The CSS Corner: Alternate Style Sheets

As publishing and layout standards for web documents, HTML 4.01 and CSS 2.1 define relatively few user experience requirements for browsers. One of them, however, mandates the ability for end users to switch among a set of mutually exclusive document styles defined by the author.  This feature is known as alternate style sheets. Significantly, the end user must also be able to turn off all styling.

Unfortunately, Internet Explorer did not expose this feature in the user interface until IE8 Beta 2.

The Style Menu

If you navigate to the W3C’s alternate style sheets example page, your Page-Style menu will look like the following:

Image of the Page menu showing the Style Submenu. In the Style submenu are many different style choices as well as the choice of No style.

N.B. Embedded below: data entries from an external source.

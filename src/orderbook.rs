//! OrderBook - BTreeMap-based price-time priority order book
//!
//! This module contains only the OrderBook data structure.
//! The matching logic lives in the engine module.
//!
//! Only resting limit orders live here; market orders are matched or
//! rejected inline and never inserted.

use crate::core_types::{OrderId, Price, Qty};
use crate::models::{Order, Side};
use rustc_hash::FxHashMap;
use serde::Serialize;
use std::collections::{BTreeMap, VecDeque};

/// Orders at one price, FIFO by insertion (ties on `ts_created` break by
/// insertion sequence).
pub type PriceLevel = VecDeque<Order>;

/// The OrderBook using BTreeMap for O(log n) operations
///
/// # Key Design:
/// - Asks are stored with normal keys (ascending order, lowest price = best ask)
/// - Bids use negated keys `u64::MAX - price` (so highest price comes first = best bid)
///
/// # Complexity:
/// | Operation | Time |
/// |-----------|------|
/// | Insert | O(log n) |
/// | Best price | O(1) amortized |
/// | Remove by ID | O(1) lookup + O(log n + k) removal |
#[derive(Debug, Default)]
pub struct OrderBook {
    /// Sell orders: price -> orders (ascending, lowest = best)
    asks: BTreeMap<u64, PriceLevel>,
    /// Buy orders: (MAX - price) -> orders (so highest price first)
    bids: BTreeMap<u64, PriceLevel>,
    /// Order index: OrderId -> (Price, Side) for O(1) cancel lookup
    order_index: FxHashMap<OrderId, (Price, Side)>,
}

impl OrderBook {
    pub fn new() -> Self {
        Self::default()
    }

    #[inline]
    fn key_for(side: Side, price: Price) -> u64 {
        match side {
            Side::Buy => u64::MAX - price,
            Side::Sell => price,
        }
    }

    /// Rest an order in the book.
    ///
    /// The order status must already be set by the caller; this method
    /// only stores the order.
    pub fn insert(&mut self, order: Order) {
        debug_assert!(order.price.is_some(), "market orders never rest");
        let price = order.resting_price();
        let side = order.side;
        self.order_index.insert(order.order_id, (price, side));
        let key = Self::key_for(side, price);
        match side {
            Side::Buy => self.bids.entry(key).or_default().push_back(order),
            Side::Sell => self.asks.entry(key).or_default().push_back(order),
        }
    }

    /// Get the best bid price (highest buy price)
    #[inline]
    pub fn best_bid(&self) -> Option<Price> {
        self.bids.first_key_value().map(|(k, _)| u64::MAX - k)
    }

    /// Get the best ask price (lowest sell price)
    #[inline]
    pub fn best_ask(&self) -> Option<Price> {
        self.asks.first_key_value().map(|(k, _)| *k)
    }

    /// Best resting order on a side (price priority, then FIFO).
    pub fn best(&self, side: Side) -> Option<&Order> {
        let tree = match side {
            Side::Buy => &self.bids,
            Side::Sell => &self.asks,
        };
        tree.first_key_value().and_then(|(_, level)| level.front())
    }

    /// Mutable access to the front order of the best price level.
    pub(crate) fn best_mut(&mut self, side: Side) -> Option<&mut Order> {
        let tree = match side {
            Side::Buy => &mut self.bids,
            Side::Sell => &mut self.asks,
        };
        tree.first_entry().and_then(|e| e.into_mut().front_mut())
    }

    /// Pop the front order of the best price level, cleaning up the level
    /// if it empties. Used by the matching loop when an order fills.
    pub(crate) fn pop_best(&mut self, side: Side) -> Option<Order> {
        let tree = match side {
            Side::Buy => &mut self.bids,
            Side::Sell => &mut self.asks,
        };
        let mut entry = tree.first_entry()?;
        let order = entry.get_mut().pop_front();
        if entry.get().is_empty() {
            entry.remove();
        }
        if let Some(ref o) = order {
            self.order_index.remove(&o.order_id);
        }
        order
    }

    /// Remove an order by ID only (uses order index for fast lookup).
    ///
    /// Returns the removed order if found. Complexity: O(1) index lookup
    /// + O(log n) tree access + O(k) queue scan at that price level.
    pub fn remove(&mut self, order_id: OrderId) -> Option<Order> {
        let (price, side) = self.order_index.remove(&order_id)?;
        let key = Self::key_for(side, price);
        let tree = match side {
            Side::Buy => &mut self.bids,
            Side::Sell => &mut self.asks,
        };

        let level = tree.get_mut(&key)?;
        let pos = level.iter().position(|o| o.order_id == order_id)?;
        let order = level.remove(pos)?;
        if level.is_empty() {
            tree.remove(&key);
        }
        Some(order)
    }

    pub fn contains(&self, order_id: OrderId) -> bool {
        self.order_index.contains_key(&order_id)
    }

    /// Number of price levels on each side (bid_levels, ask_levels).
    #[inline]
    pub fn level_counts(&self) -> (usize, usize) {
        (self.bids.len(), self.asks.len())
    }

    /// Total resting quantity at a price level for a side.
    pub fn qty_at_price(&self, price: Price, side: Side) -> Qty {
        let key = Self::key_for(side, price);
        let tree = match side {
            Side::Buy => &self.bids,
            Side::Sell => &self.asks,
        };
        tree.get(&key)
            .map(|level| level.iter().map(|o| o.qty_remaining).sum())
            .unwrap_or(0)
    }

    /// All resting orders: bids first (best price, then FIFO), then asks.
    pub fn all_orders(&self) -> Vec<&Order> {
        self.bids
            .values()
            .flat_map(|level| level.iter())
            .chain(self.asks.values().flat_map(|level| level.iter()))
            .collect()
    }

    /// Take every resting order out of the book (session end, forced
    /// settlement). The book is empty afterwards.
    pub fn drain_all(&mut self) -> Vec<Order> {
        let orders: Vec<Order> = self
            .bids
            .values()
            .flat_map(|level| level.iter().cloned())
            .chain(self.asks.values().flat_map(|level| level.iter().cloned()))
            .collect();
        self.bids.clear();
        self.asks.clear();
        self.order_index.clear();
        orders
    }

    /// Market depth snapshot: top N price levels per side with aggregated
    /// remaining quantity. Bids descend, asks ascend.
    pub fn depth(&self, levels: usize) -> DepthSnapshot {
        let bids: Vec<(Price, Qty)> = self
            .bids
            .iter()
            .take(levels)
            .map(|(&key, orders)| {
                let price = u64::MAX - key;
                let qty: Qty = orders.iter().map(|o| o.qty_remaining).sum();
                (price, qty)
            })
            .collect();

        let asks: Vec<(Price, Qty)> = self
            .asks
            .iter()
            .take(levels)
            .map(|(&price, orders)| {
                let qty: Qty = orders.iter().map(|o| o.qty_remaining).sum();
                (price, qty)
            })
            .collect();

        DepthSnapshot { bids, asks }
    }
}

/// Aggregated market depth.
#[derive(Debug, Clone, Serialize)]
pub struct DepthSnapshot {
    pub bids: Vec<(Price, Qty)>, // (price, total_qty)
    pub asks: Vec<(Price, Qty)>,
}
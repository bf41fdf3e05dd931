//! Holdings - share inventory per user
//!
//! Tracks avail and locked (reserved for resting sell orders) share
//! amounts plus the average cost of the position. Average cost is a
//! `Decimal` updated as a weighted mean on buys and left unchanged on
//! sells; it is truncated to two fractional digits only for display.

use crate::core_types::{Price, Qty, UserId};
use crate::errors::CoreError;
use dashmap::DashMap;
use rust_decimal::Decimal;
use serde::Serialize;

/// Share position of a single user.
///
/// A holding with zero shares may exist; it is a no-op.
#[derive(Debug, Clone, Default)]
pub struct Holding {
    avail: Qty,  // Sellable
    locked: Qty, // Reserved by resting sell orders
    avg_cost: Decimal,
}

impl Holding {
    #[inline]
    pub fn avail(&self) -> Qty {
        self.avail
    }

    #[inline]
    pub fn locked(&self) -> Qty {
        self.locked
    }

    /// Total position = avail + locked.
    #[inline]
    pub fn total(&self) -> Qty {
        self.avail + self.locked
    }

    #[inline]
    pub fn avg_cost(&self) -> Decimal {
        self.avg_cost
    }
}

/// Read-only view for the portfolio API.
#[derive(Debug, Clone, Serialize)]
pub struct HoldingView {
    pub uid: UserId,
    pub shares: Qty,
    pub locked: Qty,
    pub avg_cost: Decimal,
}

/// All user holdings for the single instrument.
#[derive(Debug, Default)]
pub struct HoldingsBook {
    holdings: DashMap<UserId, Holding>,
}

impl HoldingsBook {
    pub fn new() -> Self {
        Self::default()
    }

    /// Credit shares from a buy fill, updating the average cost as a
    /// weighted mean over the whole position.
    pub fn buy_fill(&self, uid: UserId, qty: Qty, price: Price) {
        let mut h = self.holdings.entry(uid).or_default();
        let old_total = h.total();
        let new_total = old_total + qty;
        if new_total > 0 {
            let old_value = h.avg_cost * Decimal::from(old_total);
            let fill_value = Decimal::from(price) * Decimal::from(qty);
            h.avg_cost = (old_value + fill_value) / Decimal::from(new_total);
        }
        h.avail += qty;
    }

    /// Reserve shares for a sell order. The check and the decrement are
    /// one step under the entry lock.
    pub fn lock(&self, uid: UserId, qty: Qty) -> Result<(), CoreError> {
        let mut h = self.holdings.entry(uid).or_default();
        if h.avail < qty {
            return Err(CoreError::InsufficientShares);
        }
        h.avail -= qty;
        h.locked += qty;
        Ok(())
    }

    /// Return reserved shares (order cancelled or residual unfilled).
    pub fn unlock(&self, uid: UserId, qty: Qty) -> Result<(), CoreError> {
        if qty == 0 {
            return Ok(());
        }
        let mut h = self
            .holdings
            .get_mut(&uid)
            .ok_or_else(|| CoreError::InvariantViolation(format!("no holding for uid {uid}")))?;
        if h.locked < qty {
            return Err(CoreError::InvariantViolation(format!(
                "unlock {qty} exceeds locked {} for uid {uid}",
                h.locked
            )));
        }
        h.locked -= qty;
        h.avail += qty;
        Ok(())
    }

    /// Consume reserved shares on a sell fill. Average cost is unchanged.
    pub fn spend_locked(&self, uid: UserId, qty: Qty) -> Result<(), CoreError> {
        let mut h = self
            .holdings
            .get_mut(&uid)
            .ok_or_else(|| CoreError::InvariantViolation(format!("no holding for uid {uid}")))?;
        if h.locked < qty {
            return Err(CoreError::InvariantViolation(format!(
                "sell fill {qty} exceeds locked {} for uid {uid}",
                h.locked
            )));
        }
        h.locked -= qty;
        Ok(())
    }

    pub fn view(&self, uid: UserId) -> HoldingView {
        let h = self.holdings.get(&uid);
        match h {
            Some(h) => HoldingView {
                uid,
                shares: h.avail,
                locked: h.locked,
                avg_cost: h.avg_cost,
            },
            None => HoldingView {
                uid,
                shares: 0,
                locked: 0,
                avg_cost: Decimal::ZERO,
            },
        }
    }

    pub fn total_of(&self, uid: UserId) -> Qty {
        self.holdings.get(&uid).map(|h| h.total()).unwrap_or(0)
    }

    /// Total shares across all users (conservation check input).
    pub fn total_shares(&self) -> Qty {
        self.holdings.iter().map(|h| h.total()).sum()
    }

    pub fn all(&self) -> Vec<HoldingView> {
        self.holdings
            .iter()
            .map(|h| HoldingView {
                uid: *h.key(),
                shares: h.avail,
                locked: h.locked,
                avg_cost: h.avg_cost,
            })
            .collect()
    }

    /// Take every position, zeroing the book. Used by final settlement;
    /// returns `(uid, total_shares)` for each non-empty holding.
    pub fn drain_all(&self) -> Vec<(UserId, Qty)> {
        let mut out = Vec::new();
        for mut h in self.holdings.iter_mut() {
            let total = h.total();
            if total > 0 {
                out.push((*h.key(), total));
            }
            h.avail = 0;
            h.locked = 0;
            h.avg_cost = Decimal::ZERO;
        }
        out
    }
}

#[cfg(test)]
mod tests {
    use super::*;

    fn dec(s: &str) -> Decimal {
        s.parse().unwrap()
    }

    #[test]
    fn test_buy_updates_weighted_avg_cost() {
        let book = HoldingsBook::new();
        book.buy_fill(1, 1, 20);
        assert_eq!(book.view(1).avg_cost, dec("20"));

        // 1 @ 20 then 3 @ 21: avg = (20 + 63) / 4 = 20.75
        book.buy_fill(1, 3, 21);
        assert_eq!(book.view(1).avg_cost, dec("20.75"));
        assert_eq!(book.view(1).shares, 4);
    }

    #[test]
    fn test_sell_leaves_avg_cost_unchanged() {
        let book = HoldingsBook::new();
        book.buy_fill(1, 4, 20);
        book.lock(1, 2).unwrap();
        book.spend_locked(1, 2).unwrap();

        let v = book.view(1);
        assert_eq!(v.shares, 2);
        assert_eq!(v.locked, 0);
        assert_eq!(v.avg_cost, dec("20"));
    }

    #[test]
    fn test_lock_checks_avail() {
        let book = HoldingsBook::new();
        book.buy_fill(1, 10, 30);

        book.lock(1, 10).unwrap();
        assert_eq!(book.view(1).shares, 0);
        assert_eq!(book.view(1).locked, 10);

        assert_eq!(book.lock(1, 1), Err(CoreError::InsufficientShares));
        assert_eq!(book.lock(2, 1), Err(CoreError::InsufficientShares));
    }

    #[test]
    fn test_partial_fill_then_unlock() {
        // Seller locks 10, fills 3, cancels: 7 shares come back.
        let book = HoldingsBook::new();
        book.buy_fill(1, 10, 30);
        book.lock(1, 10).unwrap();
        book.spend_locked(1, 3).unwrap();
        book.unlock(1, 7).unwrap();

        let v = book.view(1);
        assert_eq!(v.shares, 7);
        assert_eq!(v.locked, 0);
    }

    #[test]
    fn test_total_shares_conservation() {
        let book = HoldingsBook::new();
        book.buy_fill(1, 3, 20);
        book.buy_fill(2, 1, 20);
        book.lock(1, 3).unwrap();
        assert_eq!(book.total_shares(), 4);
    }

    #[test]
    fn test_drain_all() {
        let book = HoldingsBook::new();
        book.buy_fill(1, 4, 20);
        book.buy_fill(2, 2, 25);

        let mut drained = book.drain_all();
        drained.sort_unstable();
        assert_eq!(drained, vec![(1, 4), (2, 2)]);
        assert_eq!(book.total_shares(), 0);
    }

    #[test]
    fn test_avg_cost_survives_many_buys() {
        let book = HoldingsBook::new();
        for _ in 0..10_000 {
            book.buy_fill(1, 1, 33);
        }
        // Exact: every buy at 33 keeps the mean at exactly 33.
        assert_eq!(book.view(1).avg_cost, dec("33"));
        assert_eq!(book.view(1).shares, 10_000);
    }
}
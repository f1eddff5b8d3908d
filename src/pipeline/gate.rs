//! Ordering & dedup gate.
//!
//! Classifies an incoming result against the per-detector watermark (the
//! `last_update` scheduled ms of the most recently accepted result). The
//! classification itself is a pure read; the watermark only advances after
//! processing completes, so a crash mid-processing is retried on
//! redelivery rather than silently skipped.

use crate::logging::LogContext;

/// Gate decision for one incoming result.
#[derive(Debug, Clone, PartialEq)]
pub enum GateDecision {
    /// Already processed a result for this scheduled slot (or a later one).
    /// Streams may redeliver; only the first-seen value per slot is
    /// authoritative.
    Stale,
    /// First-ever result for this detector; no watermark exists yet.
    FirstSeen,
    /// Exactly one interval past the watermark.
    Expected,
    /// Anything else: a gap or out-of-order delivery. `num_intervals` is
    /// how many intervals past the watermark this result landed;
    /// fractional values indicate interval misalignment.
    OutOfOrder { num_intervals: f64 },
}

/// Classify a result's scheduled time against the watermark.
///
/// `last_update_ms == 0` means no result has ever been accepted for this
/// detector.
pub fn classify(last_update_ms: i64, scheduled_ms: i64, interval_ms: i64) -> GateDecision {
    if last_update_ms == 0 {
        return GateDecision::FirstSeen;
    }
    if scheduled_ms <= last_update_ms {
        return GateDecision::Stale;
    }
    if scheduled_ms == last_update_ms + interval_ms {
        return GateDecision::Expected;
    }
    GateDecision::OutOfOrder {
        num_intervals: (scheduled_ms - last_update_ms) as f64 / interval_ms as f64,
    }
}

/// Parse a stored watermark value. Missing or malformed values fall back
/// to 0 (never accepted) rather than wedging the pipeline.
pub fn parse_watermark(raw: Option<String>, ctx: &LogContext) -> i64 {
    match raw {
        None => 0,
        Some(s) => s.parse::<i64>().unwrap_or_else(|_| {
            log::warn!("{} WATERMARK_MALFORMED value={:?}", ctx, s);
            0
        }),
    }
}

#[cfg(test)]
mod tests {
    use super::*;

    const INTERVAL: i64 = 60_000;

    #[test]
    fn test_first_seen() {
        assert_eq!(classify(0, 60_000, INTERVAL), GateDecision::FirstSeen);
    }

    #[test]
    fn test_stale_at_and_below_watermark() {
        assert_eq!(classify(120_000, 120_000, INTERVAL), GateDecision::Stale);
        assert_eq!(classify(120_000, 60_000, INTERVAL), GateDecision::Stale);
    }

    #[test]
    fn test_expected_next_tick() {
        assert_eq!(classify(60_000, 120_000, INTERVAL), GateDecision::Expected);
    }

    #[test]
    fn test_gap() {
        assert_eq!(
            classify(60_000, 360_000, INTERVAL),
            GateDecision::OutOfOrder { num_intervals: 5.0 }
        );
    }

    #[test]
    fn test_fractional_misalignment() {
        match classify(60_000, 150_000, INTERVAL) {
            GateDecision::OutOfOrder { num_intervals } => {
                assert_eq!(num_intervals, 1.5);
            }
            other => panic!("expected out-of-order, got {:?}", other),
        }
    }

    #[test]
    fn test_parse_watermark_fallbacks() {
        let ctx = LogContext::new("sub-1");
        assert_eq!(parse_watermark(None, &ctx), 0);
        assert_eq!(parse_watermark(Some("garbage".to_string()), &ctx), 0);
        assert_eq!(parse_watermark(Some("60000".to_string()), &ctx), 60_000);
    }
}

This new menu lets you turn off all CSS in the page through the No Style option, but you can also select any of the styles defined by the author of this page. 

Under The Hood

If we look at the page source, the content of the head element specifies the relationship between the style names in the menu and the URIs of the corresponding external style sheets:

         <link rel="alternate stylesheet" title="Gold (left, fixed) + navbar" href="../../threepart-left-f.css">
         <link rel="alternate stylesheet"title="Gold (right, fixed)" href="../../threepart-nobanner-f.css">
         <link rel="alternate stylesheet"title="Gold (left, fixed)" href="../../threepart-left-nobanner-f.css">

Note that a style name can map to as many style sheets as necessary. The browser will then present the specified style names to the user, allowing him to switch to his preferred style. Markup details for web authors are available in section 14.3.1 of HTML 4.01. The DOM reflects the current user selection through the disabled property of the styleSheet objects in document.styleSheets, while the isAlternate and isPrefAlternate properties reflect the author’s style definitions in the document head.

Supporting User Choice

In part due to IE’s historical lack of user interface for alternate stylesheets, this feature has seen very limited use on the web even as continued interest led to the design of many workarounds, both client-side and server-side. A few corporate sites use it e.g. Citibank Japan to select top-level menu fonts. The standard design itself remains incomplete: for instance, the state and persistence of the user’s style selection as he navigates around a web site is undefined.

While the ability to switch or turn off styling is a logical outcome of the separation of style and content, end-user style control has been in practice limited to those sufficiently CSS-savvy to edit their favorite browser’s user style sheet. With alternate style sheets now supported by all major browsers, web site designers can let users customize their web experience further.